The urgency of these essays speaks for itself. The repudiation of Mr. Trump is the first step in repairing the damage he has done. But even as we write these words, Mr. Trump is salting the field — and even if he loses, reconstruction will require many years and tears.

Mr. Trump stands without any real rivals as the worst American president in modern history. In 2016, his bitter account of the nation’s ailments struck a chord with many voters. But the lesson of the last four years is that he cannot solve the nation’s pressing problems because he is the nation’s most pressing problem.

He is a racist demagogue presiding over an increasingly diverse country; an isolationist in an interconnected world; a showman forever boasting about things he has never done, and promising to do things he never will.

He has shown no aptitude for building, but he has managed to do a great deal of damage. He is just the man for knocking things down.

As the world runs out of time to confront climate change, Mr. Trump has denied the need for action, abandoned international cooperation and attacked efforts to limit emissions.

He has mounted a cruel crackdown on both legal and illegal immigration without proposing a sensible policy for determining who should be allowed to come to the United States.

Obsessed with reversing the achievements of his immediate predecessor, Barack Obama, he has sought to persuade both Congress and the courts to get rid of the Affordable Care Act without proposing any substitute policy to provide Americans with access to affordable health care. During the first three years of his administration, the number of Americans without health insurance increased by 2.3 million — a number that has surely grown again as millions of Americans have lost their jobs this year.

He campaigned as a champion of ordinary workers, but he has governed on behalf of the wealthy. He promised an increase in the federal minimum wage and fresh investment in infrastructure; he delivered a round of tax cuts that mostly benefited rich people.

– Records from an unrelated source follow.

#![forbid(unsafe_code)]
//! Functional test harness for single-file C programs.
//!
//! `ctest` compiles one C source file, runs the executable against every `pos_NN_in.txt` / `neg_NN_in.txt` fixture
//! in a tests directory, compares the results with the paired `*_out.txt` files and finally runs a coverage tool.
//! Fixture naming, pairing and the pass/fail rule live in the I/O-free `ctest_core` crate; this crate adds
//! configuration, process execution, the toolchain steps and the CLI.
//!
//! ## Panic Policy
//!
//! This codebase follows explicit error handling:
//!
//! - **Production code**: Use `Result` or `Option` with `?` / `ok_or` / `map_err`. The `cli` module enforces
//!   `#![deny(clippy::unwrap_used)]`.
//!
//! - **Test code**: `.unwrap()` and `.expect()` are acceptable in tests.

pub mod cli;
pub mod config;
pub mod process;
pub mod toolchain;
pub mod version;

pub use cli::report::{ConsoleReporter, Report, ReportAggregator, RunSummary, TestReporter};
pub use cli::test_interfaces::{
    CaseExecutor, DirectoryDiscovery, FixtureDiscovery, HarnessError, HarnessSettings, ProcessExecutor,
};
pub use cli::test_runner::{RunOutcome, run_fixtures};
pub use config::{ConfigError, HarnessConfig};
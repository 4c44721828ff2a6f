//! Submission form validation.
//!
//! The contribution store trusts its caller, so every required field is
//! checked here before [`ContributionStore::create`](crate::store::ContributionStore::create)
//! is called. All failing fields are reported at once.

use kmportal_shared::{
    ContributionUpdate, Contributor, FileRef, Locale, NewContribution, PortalError, Vocabulary,
};

/// A form field that can fail validation.
#[derive(Debug, Clone, Copy, PartialEq, Eq, Hash)]
pub enum Field {
    Title,
    File,
    KnowledgeTopic,
    SpecificTopic,
    TagLevel1,
    TagLevel2,
}

/// Why a field was refused.
#[derive(Debug, Clone, PartialEq, Eq)]
pub enum Issue {
    TitleRequired,
    FileRequired,
    PdfOnly,
    KnowledgeTopicRequired,
    UnknownKnowledgeTopic(String),
    SpecificTopicRequired,
    SpecificTopicNotOffered(String),
    TagLevel1Required,
    UnknownTagLevel1(String),
    UnknownTagLevel2(String),
}

impl Issue {
    pub fn field(&self) -> Field {
        match self {
            Self::TitleRequired => Field::Title,
            Self::FileRequired | Self::PdfOnly => Field::File,
            Self::KnowledgeTopicRequired | Self::UnknownKnowledgeTopic(_) => Field::KnowledgeTopic,
            Self::SpecificTopicRequired | Self::SpecificTopicNotOffered(_) => Field::SpecificTopic,
            Self::TagLevel1Required | Self::UnknownTagLevel1(_) => Field::TagLevel1,
            Self::UnknownTagLevel2(_) => Field::TagLevel2,
        }
    }

    pub fn message(&self, locale: Locale) -> String {
        match (self, locale) {
            (Self::TitleRequired, Locale::En) => "Title is required".into(),
            (Self::TitleRequired, Locale::Id) => "Judul wajib diisi".into(),
            (Self::FileRequired, Locale::En) => "PDF file is required".into(),
            (Self::FileRequired, Locale::Id) => "File PDF wajib diunggah".into(),
            (Self::PdfOnly, Locale::En) => "Only PDF files are accepted".into(),
            (Self::PdfOnly, Locale::Id) => "Hanya file PDF yang diterima".into(),
            (Self::KnowledgeTopicRequired, Locale::En) => "Knowledge topic is required".into(),
            (Self::KnowledgeTopicRequired, Locale::Id) => "Topik pengetahuan wajib dipilih".into(),
            (Self::UnknownKnowledgeTopic(id), Locale::En) => {
                format!("Unknown knowledge topic '{id}'")
            }
            (Self::UnknownKnowledgeTopic(id), Locale::Id) => {
                format!("Topik pengetahuan '{id}' tidak dikenal")
            }
            (Self::SpecificTopicRequired, Locale::En) => {
                "Specific knowledge topic is required".into()
            }
            (Self::SpecificTopicRequired, Locale::Id) => {
                "Topik pengetahuan spesifik wajib dipilih".into()
            }
            (Self::SpecificTopicNotOffered(t), Locale::En) => {
                format!("'{t}' is not a specific topic of the selected knowledge topic")
            }
            (Self::SpecificTopicNotOffered(t), Locale::Id) => {
                format!("'{t}' bukan topik spesifik dari topik pengetahuan yang dipilih")
            }
            (Self::TagLevel1Required, Locale::En) => "Document type is required".into(),
            (Self::TagLevel1Required, Locale::Id) => "Jenis dokumen wajib dipilih".into(),
            (Self::UnknownTagLevel1(id), Locale::En) => format!("Unknown document type '{id}'"),
            (Self::UnknownTagLevel1(id), Locale::Id) => {
                format!("Jenis dokumen '{id}' tidak dikenal")
            }
            (Self::UnknownTagLevel2(id), Locale::En) => format!("Unknown priority topic '{id}'"),
            (Self::UnknownTagLevel2(id), Locale::Id) => {
                format!("Topik prioritas '{id}' tidak dikenal")
            }
        }
    }
}

/// Every issue found in one draft.
#[derive(Debug, Clone, PartialEq, Eq)]
pub struct ValidationErrors {
    pub issues: Vec<Issue>,
}

impl ValidationErrors {
    pub fn has(&self, field: Field) -> bool {
        self.issues.iter().any(|i| i.field() == field)
    }

    pub fn messages(&self, locale: Locale) -> Vec<String> {
        self.issues.iter().map(|i| i.message(locale)).collect()
    }
}

impl std::fmt::Display for ValidationErrors {
    fn fmt(&self, f: &mut std::fmt::Formatter<'_>) -> std::fmt::Result {
        f.write_str(&self.messages(Locale::En).join("; "))
    }
}

impl std::error::Error for ValidationErrors {}

impl From<ValidationErrors> for PortalError {
    fn from(errors: ValidationErrors) -> Self {
        PortalError::validation(errors.to_string())
    }
}

/// Raw submission form input.
#[derive(Debug, Clone, Default, PartialEq, Eq)]
pub struct SubmissionDraft {
    pub title: String,
    pub file: Option<FileRef>,
    /// Knowledge topic id; narrows the specific-topic choices.
    pub knowledge_topic: String,
    pub specific_topic: String,
    pub tag_level1: String,
    pub tag_level2: Vec<String>,
    pub keywords: Vec<String>,
}

impl SubmissionDraft {
    /// Check the draft against `vocabulary` and turn it into store input.
    ///
    /// Tag level 3 becomes the specific topic followed by the keywords,
    /// trimmed, with blanks and repeats dropped.
    pub fn validate(
        &self,
        vocabulary: &Vocabulary,
        contributor: &Contributor,
    ) -> Result<NewContribution, ValidationErrors> {
        let mut issues = Vec::new();

        let title = self.title.trim();
        if title.is_empty() {
            issues.push(Issue::TitleRequired);
        }

        let file = match &self.file {
            None => {
                issues.push(Issue::FileRequired);
                None
            }
            Some(file) if !file.is_pdf() => {
                issues.push(Issue::PdfOnly);
                None
            }
            Some(file) => Some(file.clone()),
        };

        let knowledge_topic = self.knowledge_topic.trim();
        let offered = if knowledge_topic.is_empty() {
            issues.push(Issue::KnowledgeTopicRequired);
            None
        } else {
            let topic = vocabulary.knowledge_topic(knowledge_topic);
            if topic.is_none() {
                issues.push(Issue::UnknownKnowledgeTopic(knowledge_topic.to_string()));
            }
            topic
        };

        let specific = self.specific_topic.trim();
        if specific.is_empty() {
            issues.push(Issue::SpecificTopicRequired);
        } else if offered
            .is_some_and(|topic| !topic.specific_topics.iter().any(|t| t == specific))
        {
            issues.push(Issue::SpecificTopicNotOffered(specific.to_string()));
        }

        let tag_level1 = self.tag_level1.trim();
        if tag_level1.is_empty() {
            issues.push(Issue::TagLevel1Required);
        } else if vocabulary.document_type(tag_level1).is_none() {
            issues.push(Issue::UnknownTagLevel1(tag_level1.to_string()));
        }

        for tag in &self.tag_level2 {
            if vocabulary.priority_topic(tag).is_none() {
                issues.push(Issue::UnknownTagLevel2(tag.clone()));
            }
        }

        let file = match file {
            Some(file) if issues.is_empty() => file,
            _ => return Err(ValidationErrors { issues }),
        };

        let mut tag_level3 = vec![specific.to_string()];
        for keyword in self.keywords.iter().map(|k| k.trim()) {
            if !keyword.is_empty() && !tag_level3.iter().any(|t| t == keyword) {
                tag_level3.push(keyword.to_string());
            }
        }

        let mut tag_level2: Vec<String> = Vec::with_capacity(self.tag_level2.len());
        for tag in &self.tag_level2 {
            if !tag_level2.contains(tag) {
                tag_level2.push(tag.clone());
            }
        }

        Ok(NewContribution {
            title: title.to_string(),
            file,
            tag_level1: tag_level1.to_string(),
            tag_level2,
            tag_level3,
            contributor: contributor.clone(),
        })
    }
}

/// Check the fields a resubmission replaces. Fields left as `None` are
/// not looked at.
pub fn check_update(
    update: &ContributionUpdate,
    vocabulary: &Vocabulary,
) -> Result<(), ValidationErrors> {
    let mut issues = Vec::new();

    if update.title.as_deref().is_some_and(|t| t.trim().is_empty()) {
        issues.push(Issue::TitleRequired);
    }
    if update.file.as_ref().is_some_and(|f| !f.is_pdf()) {
        issues.push(Issue::PdfOnly);
    }
    if let Some(tag) = update.tag_level1.as_deref() {
        if tag.trim().is_empty() {
            issues.push(Issue::TagLevel1Required);
        } else if vocabulary.document_type(tag).is_none() {
            issues.push(Issue::UnknownTagLevel1(tag.to_string()));
        }
    }
    for tag in update.tag_level2.iter().flatten() {
        if vocabulary.priority_topic(tag).is_none() {
            issues.push(Issue::UnknownTagLevel2(tag.clone()));
        }
    }
    // Tag level 3 leads with the specific topic.
    if update
        .tag_level3
        .as_ref()
        .is_some_and(|tags| tags.first().is_none_or(|t| t.trim().is_empty()))
    {
        issues.push(Issue::SpecificTopicRequired);
    }

    if issues.is_empty() {
        Ok(())
    } else {
        Err(ValidationErrors { issues })
    }
}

He has indiscriminately erased regulations, and answered the prayers of corporations by suspending enforcement of rules he could not easily erase. Under his leadership, the Consumer Financial Protection Bureau has stopped trying to protect consumers and the Environmental Protection Agency has stopped trying to protect the environment.

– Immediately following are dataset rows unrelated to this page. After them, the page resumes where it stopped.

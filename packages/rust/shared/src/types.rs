//! Core domain types for knowledge contributions and portal users.

use chrono::{DateTime, Utc};
use serde::{Deserialize, Serialize};
use uuid::Uuid;

use crate::error::PortalError;

/// Current schema version for the contribution snapshot format.
pub const CURRENT_SCHEMA_VERSION: u32 = 1;

// ---------------------------------------------------------------------------
// ContributionId
// ---------------------------------------------------------------------------

/// Identifier of a contribution, stable across resubmission.
///
/// Freshly minted ids embed a UUID v7 so they sort by creation time.
#[derive(Debug, Clone, PartialEq, Eq, Hash, PartialOrd, Ord, Serialize, Deserialize)]
#[serde(transparent)]
pub struct ContributionId(String);

impl ContributionId {
    /// Mint a new unique identifier.
    pub fn generate() -> Self {
        Self(format!("contrib-{}", Uuid::now_v7()))
    }

    /// Borrow the raw id.
    pub fn as_str(&self) -> &str {
        &self.0
    }
}

impl From<&str> for ContributionId {
    fn from(s: &str) -> Self {
        Self(s.to_string())
    }
}

impl From<String> for ContributionId {
    fn from(s: String) -> Self {
        Self(s)
    }
}

impl std::fmt::Display for ContributionId {
    fn fmt(&self, f: &mut std::fmt::Formatter<'_>) -> std::fmt::Result {
        f.write_str(&self.0)
    }
}

// ---------------------------------------------------------------------------
// Status
// ---------------------------------------------------------------------------

/// Lifecycle status of a contribution.
#[derive(Debug, Clone, Copy, PartialEq, Eq, Hash, Serialize, Deserialize)]
#[serde(rename_all = "lowercase")]
pub enum ContributionStatus {
    Pending,
    Approved,
    Rejected,
}

impl ContributionStatus {
    /// Every status, in review-dashboard order.
    pub const ALL: [Self; 3] = [Self::Pending, Self::Approved, Self::Rejected];

    pub fn as_str(self) -> &'static str {
        match self {
            Self::Pending => "pending",
            Self::Approved => "approved",
            Self::Rejected => "rejected",
        }
    }
}

impl std::fmt::Display for ContributionStatus {
    fn fmt(&self, f: &mut std::fmt::Formatter<'_>) -> std::fmt::Result {
        f.write_str(self.as_str())
    }
}

impl std::str::FromStr for ContributionStatus {
    type Err = PortalError;

    fn from_str(s: &str) -> std::result::Result<Self, Self::Err> {
        match s.trim().to_ascii_lowercase().as_str() {
            "pending" => Ok(Self::Pending),
            "approved" => Ok(Self::Approved),
            "rejected" => Ok(Self::Rejected),
            other => Err(PortalError::validation(format!(
                "unknown contribution status '{other}'"
            ))),
        }
    }
}

// ---------------------------------------------------------------------------
// Contribution parts
// ---------------------------------------------------------------------------

/// Reference to the uploaded document.
#[derive(Debug, Clone, PartialEq, Eq, Serialize, Deserialize)]
#[serde(rename_all = "camelCase")]
pub struct FileRef {
    /// Original file name.
    pub name: String,
    /// Location the file can be fetched from.
    pub url: String,
}

impl FileRef {
    pub fn new(name: impl Into<String>, url: impl Into<String>) -> Self {
        Self {
            name: name.into(),
            url: url.into(),
        }
    }

    /// Whether the file name carries a `.pdf` extension (case-insensitive).
    pub fn is_pdf(&self) -> bool {
        std::path::Path::new(&self.name)
            .extension()
            .is_some_and(|ext| ext.eq_ignore_ascii_case("pdf"))
    }
}

/// Who submitted a contribution. Captured once, never changed.
#[derive(Debug, Clone, PartialEq, Eq, Serialize, Deserialize)]
#[serde(rename_all = "camelCase")]
pub struct Contributor {
    pub id: String,
    pub name: String,
    pub email: String,
}

/// The person performing a review action.
#[derive(Debug, Clone, PartialEq, Eq, Serialize, Deserialize)]
pub struct Reviewer {
    pub id: String,
    pub name: String,
}

impl Reviewer {
    pub fn new(id: impl Into<String>, name: impl Into<String>) -> Self {
        Self {
            id: id.into(),
            name: name.into(),
        }
    }
}

/// Review metadata recorded when a contribution leaves `pending`.
#[derive(Debug, Clone, PartialEq, Eq, Serialize, Deserialize)]
#[serde(rename_all = "camelCase")]
pub struct Review {
    pub reviewer_id: String,
    pub reviewer_name: String,
    pub review_date: DateTime<Utc>,
}

/// Review state of a contribution.
///
/// The reviewer exists only outside `Pending`, and the rejection reason
/// only inside `Rejected`.
#[derive(Debug, Clone, PartialEq, Eq, Serialize, Deserialize)]
#[serde(tag = "status", rename_all = "lowercase", rename_all_fields = "camelCase")]
pub enum ReviewState {
    Pending,
    Approved { review: Review },
    Rejected { review: Review, rejection_reason: String },
}

impl ReviewState {
    pub fn status(&self) -> ContributionStatus {
        match self {
            Self::Pending => ContributionStatus::Pending,
            Self::Approved { .. } => ContributionStatus::Approved,
            Self::Rejected { .. } => ContributionStatus::Rejected,
        }
    }

    pub fn review(&self) -> Option<&Review> {
        match self {
            Self::Pending => None,
            Self::Approved { review } | Self::Rejected { review, .. } => Some(review),
        }
    }

    pub fn rejection_reason(&self) -> Option<&str> {
        match self {
            Self::Rejected {
                rejection_reason, ..
            } => Some(rejection_reason),
            Self::Pending | Self::Approved { .. } => None,
        }
    }
}

// ---------------------------------------------------------------------------
// KnowledgeContribution
// ---------------------------------------------------------------------------

/// A submitted knowledge artifact awaiting or having completed review.
#[derive(Debug, Clone, PartialEq, Eq, Serialize, Deserialize)]
#[serde(rename_all = "camelCase")]
pub struct KnowledgeContribution {
    pub id: ContributionId,
    pub title: String,
    pub file: FileRef,
    /// Document type (exactly one).
    pub tag_level1: String,
    /// Priority topics (zero or more).
    #[serde(default)]
    pub tag_level2: Vec<String>,
    /// Specific topic followed by free keywords (at least one).
    pub tag_level3: Vec<String>,
    pub contributor: Contributor,
    pub submission_date: DateTime<Utc>,
    /// Starts at 1, bumped on every resubmit.
    pub version: u32,
    #[serde(flatten)]
    pub review: ReviewState,
}

impl KnowledgeContribution {
    pub fn status(&self) -> ContributionStatus {
        self.review.status()
    }

    pub fn reviewer_id(&self) -> Option<&str> {
        self.review.review().map(|r| r.reviewer_id.as_str())
    }

    pub fn reviewer_name(&self) -> Option<&str> {
        self.review.review().map(|r| r.reviewer_name.as_str())
    }

    pub fn review_date(&self) -> Option<DateTime<Utc>> {
        self.review.review().map(|r| r.review_date)
    }

    pub fn rejection_reason(&self) -> Option<&str> {
        self.review.rejection_reason()
    }
}

/// Caller-supplied input for a new contribution.
///
/// Excludes id, status, submission date and version; the store assigns those.
#[derive(Debug, Clone, PartialEq, Eq, Serialize, Deserialize)]
#[serde(rename_all = "camelCase")]
pub struct NewContribution {
    pub title: String,
    pub file: FileRef,
    pub tag_level1: String,
    pub tag_level2: Vec<String>,
    pub tag_level3: Vec<String>,
    pub contributor: Contributor,
}

/// Content changes applied on resubmit. `None` keeps the current value.
///
/// Identity, provenance and review fields are not part of an update.
#[derive(Debug, Clone, Default, PartialEq, Eq)]
pub struct ContributionUpdate {
    pub title: Option<String>,
    pub file: Option<FileRef>,
    pub tag_level1: Option<String>,
    pub tag_level2: Option<Vec<String>>,
    pub tag_level3: Option<Vec<String>>,
}

impl ContributionUpdate {
    pub fn is_empty(&self) -> bool {
        self.title.is_none()
            && self.file.is_none()
            && self.tag_level1.is_none()
            && self.tag_level2.is_none()
            && self.tag_level3.is_none()
    }
}

// ---------------------------------------------------------------------------
// Users & roles
// ---------------------------------------------------------------------------

/// Portal role.
#[derive(Debug, Clone, Copy, PartialEq, Eq, Hash, Serialize, Deserialize)]
#[serde(rename_all = "lowercase")]
pub enum Role {
    /// Knowledge-management administrator.
    Admin,
    /// Subject-matter expert.
    Sme,
    /// General user.
    User,
}

impl Role {
    /// Admins and SMEs work the review queue.
    pub fn can_review(self) -> bool {
        match self {
            Self::Admin | Self::Sme => true,
            Self::User => false,
        }
    }

    /// Admins and SMEs may manage explorer topics.
    pub fn can_manage(self) -> bool {
        match self {
            Self::Admin | Self::Sme => true,
            Self::User => false,
        }
    }

    pub fn as_str(self) -> &'static str {
        match self {
            Self::Admin => "admin",
            Self::Sme => "sme",
            Self::User => "user",
        }
    }
}

impl std::fmt::Display for Role {
    fn fmt(&self, f: &mut std::fmt::Formatter<'_>) -> std::fmt::Result {
        f.write_str(self.as_str())
    }
}

/// A signed-in portal user. Never carries a password.
#[derive(Debug, Clone, PartialEq, Eq, Serialize, Deserialize)]
pub struct User {
    pub id: String,
    pub name: String,
    pub email: String,
    pub role: Role,
    #[serde(default, skip_serializing_if = "Option::is_none")]
    pub department: Option<String>,
}

impl User {
    /// Provenance record for contributions this user submits.
    pub fn as_contributor(&self) -> Contributor {
        Contributor {
            id: self.id.clone(),
            name: self.name.clone(),
            email: self.email.clone(),
        }
    }

    /// Reviewer record for review actions this user performs.
    pub fn as_reviewer(&self) -> Reviewer {
        Reviewer::new(self.id.clone(), self.name.clone())
    }
}

#[cfg(test)]
mod tests {
    use super::*;

    fn sample(review: ReviewState) -> KnowledgeContribution {
        KnowledgeContribution {
            id: ContributionId::from("contrib-1"),
            title: "Metode Konstruksi Deep Basement".into(),
            file: FileRef::new("metode-deep-basement.pdf", "/sample.pdf"),
            tag_level1: "metode".into(),
            tag_level2: vec!["deep-basement".into()],
            tag_level3: vec!["Excavation Method".into()],
            contributor: Contributor {
                id: "user1".into(),
                name: "Ahmad Fauzi".into(),
                email: "user1@km.local".into(),
            },
            submission_date: Utc::now(),
            version: 1,
            review,
        }
    }

    #[test]
    fn generated_ids_are_unique() {
        let a = ContributionId::generate();
        let b = ContributionId::generate();
        assert_ne!(a, b);
        assert!(a.as_str().starts_with("contrib-"));
    }

    #[test]
    fn status_parses_case_insensitively() {
        assert_eq!(
            "Rejected".parse::<ContributionStatus>().expect("parse"),
            ContributionStatus::Rejected
        );
        assert!("archived".parse::<ContributionStatus>().is_err());
    }

    #[test]
    fn rejection_reason_only_when_rejected() {
        let review = Review {
            reviewer_id: "4".into(),
            reviewer_name: "Dr. James Chen".into(),
            review_date: Utc::now(),
        };

        let pending = sample(ReviewState::Pending);
        assert_eq!(pending.status(), ContributionStatus::Pending);
        assert!(pending.reviewer_name().is_none());
        assert!(pending.rejection_reason().is_none());

        let approved = sample(ReviewState::Approved {
            review: review.clone(),
        });
        assert_eq!(approved.reviewer_name(), Some("Dr. James Chen"));
        assert!(approved.rejection_reason().is_none());

        let rejected = sample(ReviewState::Rejected {
            review,
            rejection_reason: "Missing diagrams".into(),
        });
        assert_eq!(rejected.status(), ContributionStatus::Rejected);
        assert_eq!(rejected.rejection_reason(), Some("Missing diagrams"));
    }

    #[test]
    fn contribution_serializes_flat_status() {
        let rejected = sample(ReviewState::Rejected {
            review: Review {
                reviewer_id: "5".into(),
                reviewer_name: "Dr. Linda Martinez".into(),
                review_date: Utc::now(),
            },
            rejection_reason: "Missing diagrams".into(),
        });

        let value = serde_json::to_value(&rejected).expect("serialize");
        assert_eq!(value["status"], "rejected");
        assert_eq!(value["rejectionReason"], "Missing diagrams");
        assert_eq!(value["tagLevel1"], "metode");

        let parsed: KnowledgeContribution = serde_json::from_value(value).expect("deserialize");
        assert_eq!(parsed, rejected);
    }

    #[test]
    fn pending_contribution_has_no_review_keys() {
        let value = serde_json::to_value(sample(ReviewState::Pending)).expect("serialize");
        assert_eq!(value["status"], "pending");
        assert!(value.get("review").is_none());
        assert!(value.get("rejectionReason").is_none());
    }

    #[test]
    fn pdf_detection() {
        assert!(FileRef::new("guide.PDF", "/x").is_pdf());
        assert!(!FileRef::new("guide.docx", "/x").is_pdf());
        assert!(!FileRef::new("pdf", "/x").is_pdf());
    }

    #[test]
    fn reviewer_roles() {
        assert!(Role::Admin.can_review());
        assert!(Role::Sme.can_review());
        assert!(!Role::User.can_review());
        assert!(!Role::User.can_manage());
    }
}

He has strained longstanding alliances while embracing dictators like North Korea’s Kim Jong-un and Russia’s Vladimir Putin, whom Mr. Trump treats with a degree of warmth and deference that defies explanation. He walked away from the Trans-Pacific Partnership, a strategic agreement among China’s neighbors intended to pressure China to conform to international standards. In its place, Mr. Trump has conducted a tit-for-tat trade war, imposing billions of dollars in tariffs — taxes that are actually paid by Americans — without extracting significant concessions from China.

Mr. Trump’s inadequacies as a leader have been on particularly painful display during the coronavirus pandemic. Instead of working to save lives, Mr. Trump has treated the pandemic as a public relations problem. He lied about the danger, challenged the expertise of public health officials and resisted the implementation of necessary precautions; he is still trying to force the resumption of economic activity without bringing the virus under control.

As the economy pancaked, he signed an initial round of aid for Americans who lost their jobs. Then the stock market rebounded and, even though millions remained out of work, Mr. Trump lost interest in their plight.

In September, he declared that the virus “affects virtually nobody” the day before the death toll from the disease in the United States topped 200,000.

Nine days later, Mr. Trump fell ill.

The foundations of American civil society were crumbling before Mr. Trump rode down the escalator of Trump Tower in June 2015 to announce his presidential campaign. But he has intensified the worst tendencies in American politics: Under his leadership, the nation has grown more polarized, more paranoid and meaner.

He has pitted Americans against each other, mastering new broadcast media like Twitter and Facebook to rally his supporters around a virtual bonfire of grievances and to flood the public square with lies, disinformation and propaganda. He is relentless in his denigration of opponents and reluctant to condemn violence by those he regards as allies. At the first presidential debate in September, Mr. Trump was asked to condemn white supremacists. He responded by instructing one violent gang, the Proud Boys, to “stand back and stand by.”

He has undermined faith in government as a vehicle for mediating differences and arriving at compromises. He demands absolute loyalty from government officials, without regard to the public interest. He is openly contemptuous of expertise.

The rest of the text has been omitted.